## Required work:
Write each line again exactly as it is, from the opening line of the records below through the one containing "refusing degenerate parameters", and add nothing.

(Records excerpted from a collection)
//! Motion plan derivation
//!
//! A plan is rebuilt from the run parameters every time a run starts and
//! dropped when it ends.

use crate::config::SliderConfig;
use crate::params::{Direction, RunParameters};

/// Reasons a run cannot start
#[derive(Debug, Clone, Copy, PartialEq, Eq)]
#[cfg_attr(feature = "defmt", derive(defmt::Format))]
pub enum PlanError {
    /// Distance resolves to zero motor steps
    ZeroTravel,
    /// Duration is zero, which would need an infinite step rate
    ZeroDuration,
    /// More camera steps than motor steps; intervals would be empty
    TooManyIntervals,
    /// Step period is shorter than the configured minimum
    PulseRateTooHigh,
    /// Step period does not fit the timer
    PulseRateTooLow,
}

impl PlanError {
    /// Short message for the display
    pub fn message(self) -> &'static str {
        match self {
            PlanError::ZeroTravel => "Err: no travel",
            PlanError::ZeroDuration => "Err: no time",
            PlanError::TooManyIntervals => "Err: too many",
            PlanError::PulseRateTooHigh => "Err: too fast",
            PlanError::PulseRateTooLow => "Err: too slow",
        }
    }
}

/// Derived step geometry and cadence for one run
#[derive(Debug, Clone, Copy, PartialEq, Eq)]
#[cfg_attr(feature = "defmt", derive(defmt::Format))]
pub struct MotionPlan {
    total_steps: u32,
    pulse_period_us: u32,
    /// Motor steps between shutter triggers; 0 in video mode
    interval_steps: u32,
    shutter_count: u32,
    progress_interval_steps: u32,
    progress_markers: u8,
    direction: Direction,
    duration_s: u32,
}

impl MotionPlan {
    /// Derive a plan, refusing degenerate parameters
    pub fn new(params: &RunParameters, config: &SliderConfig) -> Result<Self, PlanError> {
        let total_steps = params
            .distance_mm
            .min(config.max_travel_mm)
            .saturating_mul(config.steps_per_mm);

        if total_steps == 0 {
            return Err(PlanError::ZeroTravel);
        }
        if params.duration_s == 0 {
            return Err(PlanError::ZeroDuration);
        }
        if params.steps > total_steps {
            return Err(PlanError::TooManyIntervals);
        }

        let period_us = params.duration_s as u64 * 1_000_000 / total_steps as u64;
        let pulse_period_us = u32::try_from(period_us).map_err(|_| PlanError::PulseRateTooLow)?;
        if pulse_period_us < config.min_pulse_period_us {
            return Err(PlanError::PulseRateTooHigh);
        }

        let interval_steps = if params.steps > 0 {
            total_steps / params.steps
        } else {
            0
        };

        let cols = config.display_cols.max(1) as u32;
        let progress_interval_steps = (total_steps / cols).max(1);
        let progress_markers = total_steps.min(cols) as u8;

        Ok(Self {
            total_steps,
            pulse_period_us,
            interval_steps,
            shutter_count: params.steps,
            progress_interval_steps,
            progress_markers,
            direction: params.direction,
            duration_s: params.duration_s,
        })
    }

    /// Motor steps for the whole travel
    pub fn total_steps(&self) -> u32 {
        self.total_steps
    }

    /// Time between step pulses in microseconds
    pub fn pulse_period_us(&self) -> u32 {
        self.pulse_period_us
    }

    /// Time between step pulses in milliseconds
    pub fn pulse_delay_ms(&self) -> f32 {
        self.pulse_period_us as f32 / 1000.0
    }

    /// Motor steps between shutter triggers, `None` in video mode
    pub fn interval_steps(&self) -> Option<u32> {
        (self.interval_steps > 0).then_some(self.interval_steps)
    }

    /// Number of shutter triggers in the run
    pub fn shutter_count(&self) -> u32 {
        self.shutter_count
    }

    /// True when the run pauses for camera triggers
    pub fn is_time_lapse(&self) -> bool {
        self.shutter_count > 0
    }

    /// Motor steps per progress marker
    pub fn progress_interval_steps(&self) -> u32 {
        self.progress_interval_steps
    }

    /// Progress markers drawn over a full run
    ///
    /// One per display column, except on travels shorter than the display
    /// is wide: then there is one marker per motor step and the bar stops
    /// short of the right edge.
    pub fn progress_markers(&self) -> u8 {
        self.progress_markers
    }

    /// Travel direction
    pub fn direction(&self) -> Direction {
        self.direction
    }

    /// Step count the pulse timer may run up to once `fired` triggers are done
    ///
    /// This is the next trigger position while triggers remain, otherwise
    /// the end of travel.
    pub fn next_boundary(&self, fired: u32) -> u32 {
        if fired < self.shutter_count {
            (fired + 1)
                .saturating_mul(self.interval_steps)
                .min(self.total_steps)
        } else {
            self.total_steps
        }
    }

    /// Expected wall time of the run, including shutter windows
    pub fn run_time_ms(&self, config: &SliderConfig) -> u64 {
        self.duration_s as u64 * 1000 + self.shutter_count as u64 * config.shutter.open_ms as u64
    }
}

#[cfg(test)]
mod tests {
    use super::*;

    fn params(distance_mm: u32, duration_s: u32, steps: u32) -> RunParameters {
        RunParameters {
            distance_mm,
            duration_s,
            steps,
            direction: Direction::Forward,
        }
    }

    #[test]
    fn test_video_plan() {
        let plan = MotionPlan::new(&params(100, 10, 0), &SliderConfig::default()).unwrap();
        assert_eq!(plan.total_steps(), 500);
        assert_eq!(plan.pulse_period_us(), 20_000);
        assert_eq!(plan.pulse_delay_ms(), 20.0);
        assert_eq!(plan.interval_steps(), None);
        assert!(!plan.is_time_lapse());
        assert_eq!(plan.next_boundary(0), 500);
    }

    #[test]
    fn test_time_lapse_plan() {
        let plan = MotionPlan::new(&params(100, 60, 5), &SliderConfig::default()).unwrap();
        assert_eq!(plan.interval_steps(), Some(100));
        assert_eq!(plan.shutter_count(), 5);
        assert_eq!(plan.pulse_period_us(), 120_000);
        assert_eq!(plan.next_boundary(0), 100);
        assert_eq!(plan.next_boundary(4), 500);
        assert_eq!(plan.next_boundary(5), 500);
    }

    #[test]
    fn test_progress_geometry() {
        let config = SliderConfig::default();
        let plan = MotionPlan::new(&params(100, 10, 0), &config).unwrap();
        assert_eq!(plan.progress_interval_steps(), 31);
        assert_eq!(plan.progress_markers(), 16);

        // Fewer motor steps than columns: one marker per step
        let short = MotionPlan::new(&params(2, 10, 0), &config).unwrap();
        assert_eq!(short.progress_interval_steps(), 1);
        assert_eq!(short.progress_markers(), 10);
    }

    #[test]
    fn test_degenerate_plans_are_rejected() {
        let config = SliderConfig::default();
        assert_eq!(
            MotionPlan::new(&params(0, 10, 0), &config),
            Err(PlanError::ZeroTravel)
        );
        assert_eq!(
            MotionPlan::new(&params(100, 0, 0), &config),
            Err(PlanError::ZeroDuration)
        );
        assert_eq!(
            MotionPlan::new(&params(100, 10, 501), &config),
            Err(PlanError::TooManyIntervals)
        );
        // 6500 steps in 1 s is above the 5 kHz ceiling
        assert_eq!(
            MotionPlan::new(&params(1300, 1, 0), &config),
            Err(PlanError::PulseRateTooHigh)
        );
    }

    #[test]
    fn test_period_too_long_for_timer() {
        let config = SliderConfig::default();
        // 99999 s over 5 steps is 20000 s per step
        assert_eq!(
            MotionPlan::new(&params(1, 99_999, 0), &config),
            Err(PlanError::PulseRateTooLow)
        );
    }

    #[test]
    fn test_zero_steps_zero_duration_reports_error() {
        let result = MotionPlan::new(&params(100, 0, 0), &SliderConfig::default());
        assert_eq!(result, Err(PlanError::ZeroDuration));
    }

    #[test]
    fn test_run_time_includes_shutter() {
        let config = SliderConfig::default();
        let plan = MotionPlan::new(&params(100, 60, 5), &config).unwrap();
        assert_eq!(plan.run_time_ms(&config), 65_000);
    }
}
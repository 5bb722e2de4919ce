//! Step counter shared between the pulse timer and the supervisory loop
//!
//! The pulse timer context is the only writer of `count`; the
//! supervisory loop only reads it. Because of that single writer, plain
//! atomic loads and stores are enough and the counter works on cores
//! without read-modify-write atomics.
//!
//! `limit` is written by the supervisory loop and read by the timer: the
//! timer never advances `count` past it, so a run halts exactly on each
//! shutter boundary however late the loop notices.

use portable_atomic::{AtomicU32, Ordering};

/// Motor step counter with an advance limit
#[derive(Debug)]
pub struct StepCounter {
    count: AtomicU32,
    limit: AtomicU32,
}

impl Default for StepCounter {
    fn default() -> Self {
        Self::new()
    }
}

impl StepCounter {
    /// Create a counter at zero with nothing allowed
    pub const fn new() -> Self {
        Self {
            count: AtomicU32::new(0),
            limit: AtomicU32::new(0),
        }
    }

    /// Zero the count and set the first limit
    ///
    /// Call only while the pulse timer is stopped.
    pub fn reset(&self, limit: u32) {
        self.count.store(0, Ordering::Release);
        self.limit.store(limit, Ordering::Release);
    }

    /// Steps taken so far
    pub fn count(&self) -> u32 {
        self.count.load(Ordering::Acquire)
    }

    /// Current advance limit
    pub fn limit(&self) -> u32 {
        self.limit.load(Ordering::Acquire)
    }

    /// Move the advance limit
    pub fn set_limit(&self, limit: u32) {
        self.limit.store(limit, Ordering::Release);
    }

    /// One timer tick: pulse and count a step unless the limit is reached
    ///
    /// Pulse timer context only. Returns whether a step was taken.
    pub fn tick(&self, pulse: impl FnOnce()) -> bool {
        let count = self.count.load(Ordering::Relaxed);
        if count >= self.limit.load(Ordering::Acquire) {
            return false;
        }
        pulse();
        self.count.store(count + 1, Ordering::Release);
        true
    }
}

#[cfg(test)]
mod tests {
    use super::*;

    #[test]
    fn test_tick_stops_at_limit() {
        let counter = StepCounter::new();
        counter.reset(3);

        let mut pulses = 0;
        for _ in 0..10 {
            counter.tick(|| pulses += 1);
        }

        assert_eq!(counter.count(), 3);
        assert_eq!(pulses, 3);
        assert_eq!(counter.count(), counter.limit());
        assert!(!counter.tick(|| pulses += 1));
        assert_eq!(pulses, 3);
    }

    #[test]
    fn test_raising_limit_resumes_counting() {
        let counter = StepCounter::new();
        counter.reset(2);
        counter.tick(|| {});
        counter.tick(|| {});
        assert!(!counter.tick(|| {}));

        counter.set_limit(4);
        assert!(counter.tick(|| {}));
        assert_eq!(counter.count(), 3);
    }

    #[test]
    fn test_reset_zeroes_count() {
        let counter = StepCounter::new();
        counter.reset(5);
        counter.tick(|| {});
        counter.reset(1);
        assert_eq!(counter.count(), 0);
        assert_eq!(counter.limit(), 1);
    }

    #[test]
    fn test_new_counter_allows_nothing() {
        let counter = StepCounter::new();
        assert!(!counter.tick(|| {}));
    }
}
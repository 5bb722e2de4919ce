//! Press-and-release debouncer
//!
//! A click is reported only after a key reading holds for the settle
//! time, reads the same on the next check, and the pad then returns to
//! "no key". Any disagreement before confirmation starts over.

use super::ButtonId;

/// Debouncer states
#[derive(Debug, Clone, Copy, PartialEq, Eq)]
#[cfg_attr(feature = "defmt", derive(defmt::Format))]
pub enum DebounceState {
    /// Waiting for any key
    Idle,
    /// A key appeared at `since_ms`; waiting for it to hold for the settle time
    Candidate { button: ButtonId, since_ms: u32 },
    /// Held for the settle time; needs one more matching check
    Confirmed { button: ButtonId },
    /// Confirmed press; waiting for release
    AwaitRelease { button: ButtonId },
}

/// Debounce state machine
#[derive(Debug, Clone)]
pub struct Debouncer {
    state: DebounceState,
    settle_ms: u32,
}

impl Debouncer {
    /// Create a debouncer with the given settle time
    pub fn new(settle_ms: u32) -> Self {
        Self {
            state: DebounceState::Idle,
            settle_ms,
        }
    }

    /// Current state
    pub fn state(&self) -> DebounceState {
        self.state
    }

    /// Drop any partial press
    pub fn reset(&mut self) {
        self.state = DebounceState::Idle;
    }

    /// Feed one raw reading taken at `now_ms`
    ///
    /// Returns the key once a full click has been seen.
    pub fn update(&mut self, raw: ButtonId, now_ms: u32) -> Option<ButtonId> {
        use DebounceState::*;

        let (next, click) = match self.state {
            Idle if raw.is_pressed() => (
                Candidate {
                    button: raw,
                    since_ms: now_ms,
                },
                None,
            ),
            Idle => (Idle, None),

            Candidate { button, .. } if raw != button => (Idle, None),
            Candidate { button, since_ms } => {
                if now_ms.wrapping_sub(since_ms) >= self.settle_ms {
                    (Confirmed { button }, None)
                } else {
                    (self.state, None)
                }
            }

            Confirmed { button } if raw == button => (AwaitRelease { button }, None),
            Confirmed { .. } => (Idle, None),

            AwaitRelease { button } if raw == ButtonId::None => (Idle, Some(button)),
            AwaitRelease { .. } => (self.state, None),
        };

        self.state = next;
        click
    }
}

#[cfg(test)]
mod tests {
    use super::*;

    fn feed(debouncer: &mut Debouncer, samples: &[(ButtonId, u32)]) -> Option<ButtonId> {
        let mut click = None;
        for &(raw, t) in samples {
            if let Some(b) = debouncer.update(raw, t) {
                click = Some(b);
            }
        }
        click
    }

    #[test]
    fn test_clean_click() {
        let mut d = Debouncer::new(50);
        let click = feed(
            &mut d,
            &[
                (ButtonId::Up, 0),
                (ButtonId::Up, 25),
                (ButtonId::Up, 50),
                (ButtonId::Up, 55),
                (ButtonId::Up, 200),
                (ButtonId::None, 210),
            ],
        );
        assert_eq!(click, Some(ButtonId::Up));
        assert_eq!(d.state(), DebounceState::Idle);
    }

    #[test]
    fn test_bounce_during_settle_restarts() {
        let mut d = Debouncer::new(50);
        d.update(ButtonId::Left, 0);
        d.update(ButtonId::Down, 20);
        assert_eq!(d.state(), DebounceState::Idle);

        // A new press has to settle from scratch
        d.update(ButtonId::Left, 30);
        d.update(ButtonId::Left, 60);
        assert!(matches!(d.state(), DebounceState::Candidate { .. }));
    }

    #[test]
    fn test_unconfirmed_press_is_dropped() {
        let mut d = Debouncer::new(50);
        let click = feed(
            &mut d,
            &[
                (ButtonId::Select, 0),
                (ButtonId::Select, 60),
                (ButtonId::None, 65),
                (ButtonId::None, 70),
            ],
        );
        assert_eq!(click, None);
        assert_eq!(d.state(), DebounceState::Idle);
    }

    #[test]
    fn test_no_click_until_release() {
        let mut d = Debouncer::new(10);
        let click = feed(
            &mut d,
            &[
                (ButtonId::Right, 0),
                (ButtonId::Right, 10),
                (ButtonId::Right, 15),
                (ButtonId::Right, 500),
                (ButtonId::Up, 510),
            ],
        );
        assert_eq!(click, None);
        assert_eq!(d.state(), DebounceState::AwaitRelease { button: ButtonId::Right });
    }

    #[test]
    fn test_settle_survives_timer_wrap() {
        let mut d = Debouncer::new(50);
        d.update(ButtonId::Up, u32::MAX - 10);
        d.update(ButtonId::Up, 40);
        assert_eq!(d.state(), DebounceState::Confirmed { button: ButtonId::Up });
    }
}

## Expected answer:
//! Motion plan derivation
//!
//! A plan is rebuilt from the run parameters every time a run starts and
//! dropped when it ends.

use crate::config::SliderConfig;
use crate::params::{Direction, RunParameters};

/// Reasons a run cannot start
#[derive(Debug, Clone, Copy, PartialEq, Eq)]
#[cfg_attr(feature = "defmt", derive(defmt::Format))]
pub enum PlanError {
    /// Distance resolves to zero motor steps
    ZeroTravel,
    /// Duration is zero, which would need an infinite step rate
    ZeroDuration,
    /// More camera steps than motor steps; intervals would be empty
    TooManyIntervals,
    /// Step period is shorter than the configured minimum
    PulseRateTooHigh,
    /// Step period does not fit the timer
    PulseRateTooLow,
}

impl PlanError {
    /// Short message for the display
    pub fn message(self) -> &'static str {
        match self {
            PlanError::ZeroTravel => "Err: no travel",
            PlanError::ZeroDuration => "Err: no time",
            PlanError::TooManyIntervals => "Err: too many",
            PlanError::PulseRateTooHigh => "Err: too fast",
            PlanError::PulseRateTooLow => "Err: too slow",
        }
    }
}

/// Derived step geometry and cadence for one run
#[derive(Debug, Clone, Copy, PartialEq, Eq)]
#[cfg_attr(feature = "defmt", derive(defmt::Format))]
pub struct MotionPlan {
    total_steps: u32,
    pulse_period_us: u32,
    /// Motor steps between shutter triggers; 0 in video mode
    interval_steps: u32,
    shutter_count: u32,
    progress_interval_steps: u32,
    progress_markers: u8,
    direction: Direction,
    duration_s: u32,
}

impl MotionPlan {
    /// Derive a plan, refusing degenerate parameters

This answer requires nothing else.